About a month ago, I took a training course for work lead by the amazing Katrina Kennedy. During the training, Katrina taught the class how to have a focused conversation. A focused conversation, while meant for training groups, can actually be used when a loved one is diagnosed with a mental illness, dementia, or Alzheimer’s. The focused conversation helps to create meaningful dialogue, broaden perspective, and brings out clear ideas and conclusions. I’m sharing this with you because it is something I wish we had done with my mom shortly after she was diagnosed.

Step 1: Ask What?

It is such an easy question to ask and can lead to so many responses. Asking “what” lets your loved one dive into their senses and respond candidly. They don’t need to think about it they can just respond.

  • What stood out to you from the appointment?
  • What do you recall from what the doctor said?
  • What caught your attention from the appointment or about the diagnosis?

Step 2: Focus On The Gut

I don’t mean to ask if your loved one is hungry or feeling sick. Focus on the gut feelings gets the good and the bad reaction to the news. Have your loved one reflect on their response to the situation.

  • What worked for you in the communication? What didn’t work for you in the communication?
  • What was clear about the visit? What was confusing?
  • How do you feel about what the doctor said?
  • What do you like about the doctor? What do you not like?

Step 3: Ask So What?

“So what” allows your loved one to interpret the diagnosis and the situation that has just changed their entire life. It may take a minute to find the words or divulge the information, so be patient and give them time to process before they answer.

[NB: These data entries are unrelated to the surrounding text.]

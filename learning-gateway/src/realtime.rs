//! Real-time session channel over WebSocket.
//!
//! `GET /ws?sessionId=&tenantId=&learnerId=`. The handshake is refused before
//! the upgrade when the session cannot be resolved or belongs to someone else.
//! After the upgrade the connection receives a `joined` event, then every
//! event the coordinator routes to it. Inbound events are handled one at a
//! time; failures come back as `error` events and the socket stays open.

use axum::{
    extract::{
        rejection::QueryRejection,
        ws::{rejection::WebSocketUpgradeRejection, Message, WebSocket, WebSocketUpgrade},
        Query, State,
    },
    http::StatusCode,
    response::{IntoResponse, Response},
    Json,
};
use futures::{SinkExt, StreamExt};
use serde::Deserialize;
use tracing::{debug, info, warn};

use narrative_engine::{
    ClientEvent, EngineError, ErrorPayload, ServerEvent, SessionCoordinator,
};

use crate::routes::ApiError;
use crate::SharedState;

/// Handshake parameters.
#[derive(Debug, Clone, Deserialize)]
#[serde(rename_all = "camelCase")]
pub struct Handshake {
    pub session_id: String,
    pub tenant_id: String,
    pub learner_id: String,
}

impl Handshake {
    fn is_complete(&self) -> bool {
        !self.session_id.is_empty() && !self.tenant_id.is_empty() && !self.learner_id.is_empty()
    }
}

/// GET /ws
pub async fn ws_handler(
    State(state): State<SharedState>,
    query: Result<Query<Handshake>, QueryRejection>,
    upgrade: Result<WebSocketUpgrade, WebSocketUpgradeRejection>,
) -> Response {
    let handshake = match query {
        Ok(Query(h)) if h.is_complete() => h,
        _ => return unauthorized(),
    };

    if let Err(e) = state
        .coordinator
        .authorize(&handshake.session_id, &handshake.tenant_id, &handshake.learner_id)
        .await
    {
        debug!(session_id = %handshake.session_id, error = %e, "WebSocket handshake refused");
        return ApiError(e).into_response();
    }

    let upgrade = match upgrade {
        Ok(upgrade) => upgrade,
        Err(rejection) => return rejection.into_response(),
    };

    let coordinator = state.coordinator.clone();
    upgrade.on_upgrade(move |socket| run_connection(socket, coordinator, handshake))
}

fn unauthorized() -> Response {
    let payload = ErrorPayload {
        error_type: "Unauthorized".to_string(),
        message: "sessionId, tenantId and learnerId are required".to_string(),
        upstream_kind: None,
    };
    (StatusCode::UNAUTHORIZED, Json(payload)).into_response()
}

/// Drive one upgraded connection until either side closes it.
async fn run_connection(socket: WebSocket, coordinator: SessionCoordinator, handshake: Handshake) {
    let session_id = handshake.session_id.clone();
    let (mut sender, mut receiver) = socket.split();

    let (connection_id, mut events, joined) = match coordinator
        .connect(&session_id, &handshake.tenant_id, &handshake.learner_id)
        .await
    {
        Ok(registered) => registered,
        Err(e) => {
            // Session changed between handshake and upgrade.
            let _ = send_event(&mut sender, &ServerEvent::Error(e.to_payload())).await;
            let _ = sender.send(Message::Close(None)).await;
            return;
        }
    };

    if send_event(&mut sender, &joined).await.is_err() {
        coordinator.disconnect(&session_id, connection_id);
        return;
    }

    loop {
        tokio::select! {
            // Events routed to this connection
            event = events.recv() => {
                match event {
                    Some(event) => {
                        if send_event(&mut sender, &event).await.is_err() {
                            break;
                        }
                    }
                    None => break,
                }
            }

            // Message from client
            msg = receiver.next() => {
                match msg {
                    Some(Ok(Message::Text(text))) => {
                        match serde_json::from_str::<ClientEvent>(&text) {
                            Ok(event) => {
                                coordinator
                                    .handle_client_event(&session_id, connection_id, event)
                                    .await;
                            }
                            Err(e) => {
                                let err = EngineError::Validation(format!("invalid event: {}", e));
                                coordinator.connections().send_to(
                                    &session_id,
                                    connection_id,
                                    ServerEvent::Error(err.to_payload()),
                                );
                            }
                        }
                    }
                    Some(Ok(Message::Ping(data))) => {
                        let _ = sender.send(Message::Pong(data)).await;
                    }
                    Some(Ok(Message::Close(_))) | None => break,
                    Some(Err(e)) => {
                        warn!(session_id = %session_id, connection_id, error = %e, "WebSocket error");
                        break;
                    }
                    Some(Ok(_)) => {}
                }
            }
        }
    }

    coordinator.disconnect(&session_id, connection_id);
    info!(session_id = %session_id, connection_id, "WebSocket connection closed");
}

async fn send_event<S>(sender: &mut S, event: &ServerEvent) -> Result<(), axum::Error>
where
    S: futures::Sink<Message, Error = axum::Error> + Unpin,
{
    let json = match serde_json::to_string(event) {
        Ok(json) => json,
        Err(e) => {
            warn!(event = event.kind(), error = %e, "Failed to encode event");
            return Ok(());
        }
    };
    sender.send(Message::Text(json)).await
}

#[cfg(test)]
mod tests {
    use axum::body::Body;
    use axum::http::{Request, StatusCode};
    use std::sync::Arc;
    use tower::ServiceExt;

    use narrative_engine::{EngineConfig, MemoryStore, SessionCoordinator, StartSession};
    use tutor_agent::{MockBackend, NoopUsageCollector};

    use crate::routes::create_router;
    use crate::AppState;

    async fn setup() -> (axum::Router, String) {
        let coordinator = SessionCoordinator::new(
            Arc::new(MemoryStore::new()),
            Arc::new(MockBackend::default()),
            Arc::new(NoopUsageCollector),
            EngineConfig::default(),
        )
        .await;
        let snapshot = coordinator
            .start_session(StartSession {
                tenant_id: "acme".into(),
                learner_id: "ada".into(),
                ..Default::default()
            })
            .await
            .unwrap();
        let app = create_router(Arc::new(AppState {
            coordinator,
            dev_mode: true,
        }));
        (app, snapshot.session_id)
    }

    async fn handshake_status(app: &axum::Router, query: &str) -> StatusCode {
        let request = Request::builder()
            .uri(format!("/ws{}", query))
            .body(Body::empty())
            .unwrap();
        app.clone().oneshot(request).await.unwrap().status()
    }

    #[tokio::test]
    async fn test_handshake_refusals() {
        let (app, sid) = setup().await;

        assert_eq!(handshake_status(&app, "").await, StatusCode::UNAUTHORIZED);
        assert_eq!(
            handshake_status(&app, &format!("?sessionId={}&tenantId=acme", sid)).await,
            StatusCode::UNAUTHORIZED
        );
        assert_eq!(
            handshake_status(&app, &format!("?sessionId={}&tenantId=acme&learnerId=eve", sid)).await,
            StatusCode::FORBIDDEN
        );
        assert_eq!(
            handshake_status(&app, &format!("?sessionId={}&tenantId=other&learnerId=ada", sid)).await,
            StatusCode::FORBIDDEN
        );
        assert_eq!(
            handshake_status(&app, "?sessionId=sess_missing&tenantId=acme&learnerId=ada").await,
            StatusCode::NOT_FOUND
        );
    }

    #[tokio::test]
    async fn test_authorized_handshake_requires_upgrade() {
        let (app, sid) = setup().await;
        let status = handshake_status(&app, &format!("?sessionId={}&tenantId=acme&learnerId=ada", sid)).await;
        // Plain GET without upgrade headers passes authorization but cannot upgrade.
        assert!(status.is_client_error());
        assert_ne!(status, StatusCode::UNAUTHORIZED);
        assert_ne!(status, StatusCode::FORBIDDEN);
        assert_ne!(status, StatusCode::NOT_FOUND);
    }
}
//! Learning Gateway - transport for adaptive narrative sessions
//!
//! Exposes the session coordinator over REST and a WebSocket channel:
//!
//! - **REST**: session start/snapshot/turn/choice/complete, learner progress
//! - **WebSocket**: per-session real-time events with initiator-first fan-out
//! - **Bootstrap**: model backend, usage log, seed library from [`config::Args`]

pub mod config;
pub mod realtime;
pub mod routes;
pub mod seed;

use anyhow::Context;
use std::sync::Arc;
use tracing::{info, warn};

use narrative_engine::{MemoryStore, NarrativeStore, SessionCoordinator};
use tutor_agent::{JsonlUsageLogger, LlmBackend, MockBackend, NoopUsageCollector, OpenAiBackend, UsageCollector};

pub use config::Args;
pub use routes::create_router;

/// State shared across handlers
pub struct AppState {
    pub coordinator: SessionCoordinator,
    pub dev_mode: bool,
}

pub type SharedState = Arc<AppState>;

/// Build the engine from validated arguments.
pub async fn bootstrap(args: &Args) -> anyhow::Result<SharedState> {
    let engine_config = args
        .load_engine_config()
        .context("failed to load engine config")?;

    let backend: Arc<dyn LlmBackend> = if args.dev_mode {
        warn!("Development mode: tutor replies come from the mock backend");
        Arc::new(MockBackend::default().with_response(
            "(development mode) No language model is connected, but your message was recorded.",
        ))
    } else {
        let base_url = args
            .llm_base_url
            .clone()
            .context("LLM_BASE_URL is required outside development mode")?;
        let backend = OpenAiBackend::new(base_url, args.llm_model.clone(), args.llm_api_key.clone())?
            .with_provider(args.llm_provider.clone());
        Arc::new(backend)
    };

    let usage: Arc<dyn UsageCollector> = match &args.usage_log {
        Some(path) => {
            let logger = JsonlUsageLogger::open(path)
                .with_context(|| format!("failed to open usage log {}", path.display()))?;
            info!(path = %path.display(), "Recording usage to JSONL");
            Arc::new(logger)
        }
        None => Arc::new(NoopUsageCollector),
    };

    let store: Arc<dyn NarrativeStore> = Arc::new(MemoryStore::new());
    if let Some(path) = &args.seed_library {
        seed::load_file(path, store.as_ref())
            .await
            .with_context(|| format!("failed to load seed library {}", path.display()))?;
    }

    let coordinator = SessionCoordinator::new(store, backend, usage, engine_config).await;

    Ok(Arc::new(AppState {
        coordinator,
        dev_mode: args.dev_mode,
    }))
}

  • What does this mean for us now?
  • What questions do you have about this?
  • What additional information should we seek?
  • What difference will this make?

Step 4: Ask Now What?

The last step. You have touched on the immediate observation, the feelings, and the interpretation of the information provided by the doctor. You have absorbed it all. Now, what will allow your family and your loved one to make some decisions? This is where you can start planning for what is next to come.

  • What will you do differently when you return to work? Will you return to work?
  • What does this mean for the future?
  • What action items has this triggered for you? What do you want to do about it?
  • What do you think our next steps should be?

Have A Focused Conversation

So I realize that everyone’s situation is different. This technique for a focused conversation may only work if your loved one has mild or moderate cognitive impairment. That said, the conversation does not only need to happen with your loved one. You need to have a conversation with yourself. As a caregiver, you need to evaluate all the pieces too because your life is also changing. So have a focused conversation. Write your answer in a journal. Have the conversation with a parent, sibling, or family member. Let someone you trust ask you the questions and see how you respond.

The focused conversation has helped me really evaluate what is happening at each stage of the disease that my mom goes through. It has helped me analyze and determine what is important for me and for her. I hope it will do the same for you. Try having a focused conversation wither with your loved one or your family, let me know how it goes!